Comments

1
Witness the stupidity of moving all your data to "The Cloud."
2
pag's? honestly?
3
working down here on the waterfront
4
... and nine months later there was a baby boom.
5
I'm all for getting a new service provider in Seattle, but this is really a straw man argument for it. If a large fiber cable is cut, there's nothing Comcast can do until it was repaired. And it's exceedingly unlikely Comcast had anything to do with cutting it. It was probably some construction crew or someone digging where they shouldn't.
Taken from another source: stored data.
//! Filesystem adapters.

mod local;
mod memory;

pub use local::LocalFilesystem;
pub use memory::MemoryFilesystem;
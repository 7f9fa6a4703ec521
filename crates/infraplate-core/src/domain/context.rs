//! The variable context: every reachable path of a payload, addressable by string.
//!
//! Building walks the root value depth-first and records each object key
//! (`parent.key`) and array index (`parent[i]`), containers included. The
//! root's top-level keys are exposed unprefixed and again under the source
//! kind's alias (`blueprint.*` / `stack.*`). Where both spellings collide the
//! unprefixed entry wins.

use std::collections::BTreeMap;

use crate::domain::{
    path::{Lookup, Segment, VarPath, navigate},
    source::SourceKind,
    suggest::suggest,
    value::Value,
};

/// Immutable mapping from canonical paths to values.
#[derive(Debug, Clone, Default, PartialEq)]
pub struct VariableContext {
    entries: BTreeMap<VarPath, Value>,
    root: Value,
    kind: Option<SourceKind>,
}

impl VariableContext {
    /// Flatten a fetched payload, exposing it under the kind's alias as well.
    pub fn build(root: &Value, kind: SourceKind) -> Self {
        let mut entries = BTreeMap::new();
        let alias = kind.alias();

        if let Value::Object(map) = root {
            for (key, child) in map {
                flatten_into(VarPath::root(key.clone()), child, &mut entries);
            }
        }

        let mut aliased = BTreeMap::new();
        flatten_into(VarPath::root(alias), root, &mut aliased);
        for (path, value) in aliased {
            entries.entry(path).or_insert(value);
        }

        Self {
            entries,
            root: root.clone(),
            kind: Some(kind),
        }
    }

    /// Flatten without an alias; the shape used for custom variables.
    pub fn flatten(root: &Value) -> Self {
        let mut entries = BTreeMap::new();
        if let Value::Object(map) = root {
            for (key, child) in map {
                flatten_into(VarPath::root(key.clone()), child, &mut entries);
            }
        }
        Self {
            entries,
            root: root.clone(),
            kind: None,
        }
    }

    pub(crate) fn entries(&self) -> &BTreeMap<VarPath, Value> {
        &self.entries
    }

    /// Exact lookup of a path string; unparseable paths are simply absent.
    pub fn get(&self, path: &str) -> Option<&Value> {
        let path = VarPath::parse(path).ok()?;
        self.entries.get(&path)
    }

    /// Resolve a path, classifying why it failed when it does.
    ///
    /// Exact entries win. Otherwise the longest recorded prefix is walked
    /// structurally so an index past the end of a known array is reported as
    /// out of range rather than plain missing.
    pub fn resolve(&self, path: &VarPath) -> Lookup<'_> {
        if let Some(value) = self.entries.get(path) {
            return Lookup::Found(value);
        }
        for n in (1..path.len()).rev() {
            let Some(prefix) = path.prefix(n) else {
                continue;
            };
            if let Some(value) = self.entries.get(&prefix) {
                return navigate(value, &path.segments()[n..]);
            }
        }
        Lookup::Missing
    }

    /// All entries in path order.
    pub fn list(&self) -> Vec<(&VarPath, &Value)> {
        self.entries.iter().collect()
    }

    pub fn len(&self) -> usize {
        self.entries.len()
    }

    pub fn is_empty(&self) -> bool {
        self.entries.is_empty()
    }

    pub fn contains(&self, path: &VarPath) -> bool {
        self.entries.contains_key(path)
    }

    /// The value this context was flattened from.
    pub fn root(&self) -> &Value {
        &self.root
    }

    /// The source kind, if this context was built from a payload.
    pub fn kind(&self) -> Option<SourceKind> {
        self.kind
    }

    /// The alias namespace, if this context was built from a payload.
    pub fn alias(&self) -> Option<&'static str> {
        self.kind.map(|kind| kind.alias())
    }

    /// Whether `path` only exists as the aliased duplicate of another entry.
    pub fn is_alias_entry(&self, path: &VarPath) -> bool {
        let Some(alias) = self.alias() else {
            return false;
        };
        if path.head_key() != Some(alias) {
            return false;
        }
        match VarPath::from_segments(path.segments()[1..].to_vec()) {
            Some(unprefixed) => self.entries.contains_key(&unprefixed),
            None => true,
        }
    }

    /// Known paths resembling `wanted`.
    pub fn suggest(&self, wanted: &str) -> Vec<String> {
        let paths: Vec<String> = self.entries.keys().map(ToString::to_string).collect();
        suggest(wanted, paths.iter().map(String::as_str))
    }
}

/// Record `path -> value`, then recurse into children.
fn flatten_into(path: VarPath, value: &Value, out: &mut BTreeMap<VarPath, Value>) {
    match value {
        Value::Object(map) => {
            for (key, child) in map {
                flatten_into(path.child(Segment::Key(key.clone())), child, out);
            }
        }
        Value::Array(items) => {
            for (index, child) in items.iter().enumerate() {
                flatten_into(path.child(Segment::Index(index)), child, out);
            }
        }
        _ => {}
    }
    out.insert(path, value.clone());
}
//! The template language.
//!
//! ```text
//! {{path}}                          value at path (containers as canonical JSON)
//! {{list[0].field}}                 index access
//! {{path|default:"3"}}              fallback when absent or null
//! {{#if path}}..{{else}}..{{/if}}   truthiness test ({{#unless}} negates)
//! {{#each list}}..{{/each}}         iteration: this, @index, @first, @last, @key
//! {{!-- comment --}}                removed
//! \{{literal}}                      emitted verbatim
//! {{uppercase name}}  {{name|replace:"-","_"}}   helpers
//! ```
//!
//! Text outside tags is copied byte for byte.

mod eval;
mod expr;
pub mod helpers;
mod lexer;
mod parser;

pub use helpers::{Helper, HelperFn, HelperRegistry};

use crate::domain::{context::VariableContext, entities::TemplateError};

/// A successful render plus anything worth warning about.
#[derive(Debug, Clone, PartialEq)]
pub struct Rendered {
    pub content: String,
    /// Unresolved paths tolerated in non-strict mode.
    pub warnings: Vec<TemplateError>,
}

/// Renders template text against a context using a borrowed helper table.
#[derive(Debug, Clone, Copy)]
pub struct TemplateProcessor<'h> {
    helpers: &'h HelperRegistry,
    strict: bool,
}

impl<'h> TemplateProcessor<'h> {
    pub fn new(helpers: &'h HelperRegistry) -> Self {
        Self {
            helpers,
            strict: false,
        }
    }

    /// In strict mode an unresolved path fails the file instead of rendering empty.
    pub fn strict(mut self, strict: bool) -> Self {
        self.strict = strict;
        self
    }

    pub fn is_strict(&self) -> bool {
        self.strict
    }

    /// Render `template`. Every diagnostic in the file is collected before
    /// returning; syntax errors always fail.
    pub fn render(
        &self,
        template: &str,
        ctx: &VariableContext,
    ) -> Result<Rendered, Vec<TemplateError>> {
        let tokens = lexer::tokenize(template).map_err(|e| vec![e])?;
        let nodes = parser::parse(tokens, self.helpers)?;

        let mut renderer = eval::Renderer::new(ctx, self.helpers, self.strict);
        renderer.render(&nodes);
        let (content, warnings, errors) = renderer.finish();

        if errors.is_empty() {
            Ok(Rendered { content, warnings })
        } else {
            Err(errors)
        }
    }
}

/// One-shot render with the given helper table.
pub fn render(
    template: &str,
    ctx: &VariableContext,
    strict: bool,
    helpers: &HelperRegistry,
) -> Result<Rendered, Vec<TemplateError>> {
    TemplateProcessor::new(helpers).strict(strict).render(template, ctx)
}
//! Global arguments that apply to every subcommand.
//!
//! Declared here and flattened into [`super::Cli`] so that `-v`, `-q`, etc.
//! are available on any invocation without repetition

use clap::Args;
use std::path::PathBuf;

/// Global arguments for all commands.
#[derive(Debug, Clone, Args)]
pub struct GlobalArgs {
    /// Increase logging verbosity.
    ///
    /// Pass once for INFO (`-v`), twice for DEBUG (`-vv`), three times for
    /// TRACE (`-vvv`).  Conflicts with `--quiet`.
    #[arg(
        short = 'v',
        long = "verbose",
        action = clap::ArgAction::Count,
        global = true,
        help = "Increase verbosity (-v, -vv, -vvv)",
        long_help = "Increase logging verbosity:
    (none)  - Warnings and errors
    -v      - Info level (progress messages)
    -vv     - Debug level (detailed diagnostics)
    -vvv    - Trace level (very verbose)"
    )]
    pub verbose: u8,

    /// Suppress all non-error output.
    #[arg(
        short = 'q',
        long = "quiet",
        global = true,
        conflicts_with = "verbose",
        help = "Suppress non-error output"
    )]
    pub quiet: bool,

    /// Disable ANSI colour codes.
    ///
    /// Automatically honoured when `NO_COLOR` is set in the environment
    /// (see <https://no-color.org>).
    #[arg(
        long = "no-color",
        global = true,
        env = "NO_COLOR",
        help = "Disable colored output"
    )]
    pub no_color: bool,

    /// Configuration file path.
    #[arg(
        short = 'c',
        long = "config",
        global = true,
        value_name = "FILE",
        help = "Configuration file path"
    )]
    pub config: Option<PathBuf>,

    /// Machine-readable output format.
    #[arg(
        long = "output-format",
        global = true,
        value_enum,
        default_value = "auto",
        help = "Output format"
    )]
    pub output_format: OutputFormat,

    /// Log line format on stderr.
    #[arg(
        long = "log-format",
        global = true,
        value_enum,
        default_value = "text",
        help = "Log format (text or json lines)"
    )]
    pub log_format: LogFormat,
}

/// How the CLI should render its output.
#[derive(Debug, Clone, Copy, Default, PartialEq, Eq, clap::ValueEnum)]
pub enum OutputFormat {
    /// Auto-detect based on terminal.
    #[default]
    Auto,
    /// Human-readable with colors.
    Human,
    /// Plain text without colors.
    Plain,
    /// JSON output.
    Json,
}

/// Shape of the log lines written to stderr.
#[derive(Debug, Clone, Copy, Default, PartialEq, Eq, clap::ValueEnum)]
pub enum LogFormat {
    #[default]
    Text,
    Json,
}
For that matter, even if there was a second service provider, they might be out as well. You see, fiber cables need to be laid in spaces where the city gives right of way for them to do so. For big fiber backbone cables, any new provider is going to be likely to use the same right of way as Comcast (if the infrastructure for laying a cable already exists on route A why make a new route B?). So someone digging into a cable might just break both cables instead of one.
6
Working in Beacon HIll too. Not necessarily a fan of Comcast, but if we had municipal broadband and a cable went out like this, there would still be an outage, right? Or is the assumption that a municipal system would include more redundancies to protect against this??
7
I guess if there was more competition, Comcast (or whoever) would take more precautions to prevent this kind of thing.
8
@j-lon No you're right, a municipal broadband provider would be just as likely to have a cable cut.

There are tons of legitimate arguments to make about Comcast. This isn't one of them. It makes the Stranger look shrill and stupid.
9
@mattymatt

That's unlikely. These kinds of outages are nearly always caused by someone digging where they shouldn't. There's not much you can do to control that.
10
Dammit! How am I going to have a Silly Cat Video marathon tonight on Youtube if the Interweb is on the fritz? Plans dashed, evening shattered!
11
No fan of Comcast here, either - but the inability to use a credit card to buy a slice of pizza really isn't a problem to cry over
12
@1 FTW. Even though I didn't lose connectivity (sometimes CenturyLink is actually worth it), I'd still have my Galaxy as a back up; wouldn't get much work done, mind you, but at least I could still access email and stupid human videos on teh Interwebs.
13
Hmmm. I thought the whole premise of the internet's design was that traffic could be routed every which way around the grid so one broken line would never impair communication. Thank you Comcast for showing that the internet could be so easily brought down by greed.
14
As arbeck @5 and Arsfrisco @13 suggest, this seems like it's more an illustration of the way that changes in the architecture of the network -- from a mesh toward a hub-and-spoke structure -- are problematic, than anything to do with Comcast in particular. Even if we had a bunch of mini ISPs, or a municipal network, unless our infrastructure planners get serious about laying a LOT more cables -- enough that there's room for alternate routes to pick up traffic if one route gets cut -- this kind of thing is always going to be a problem.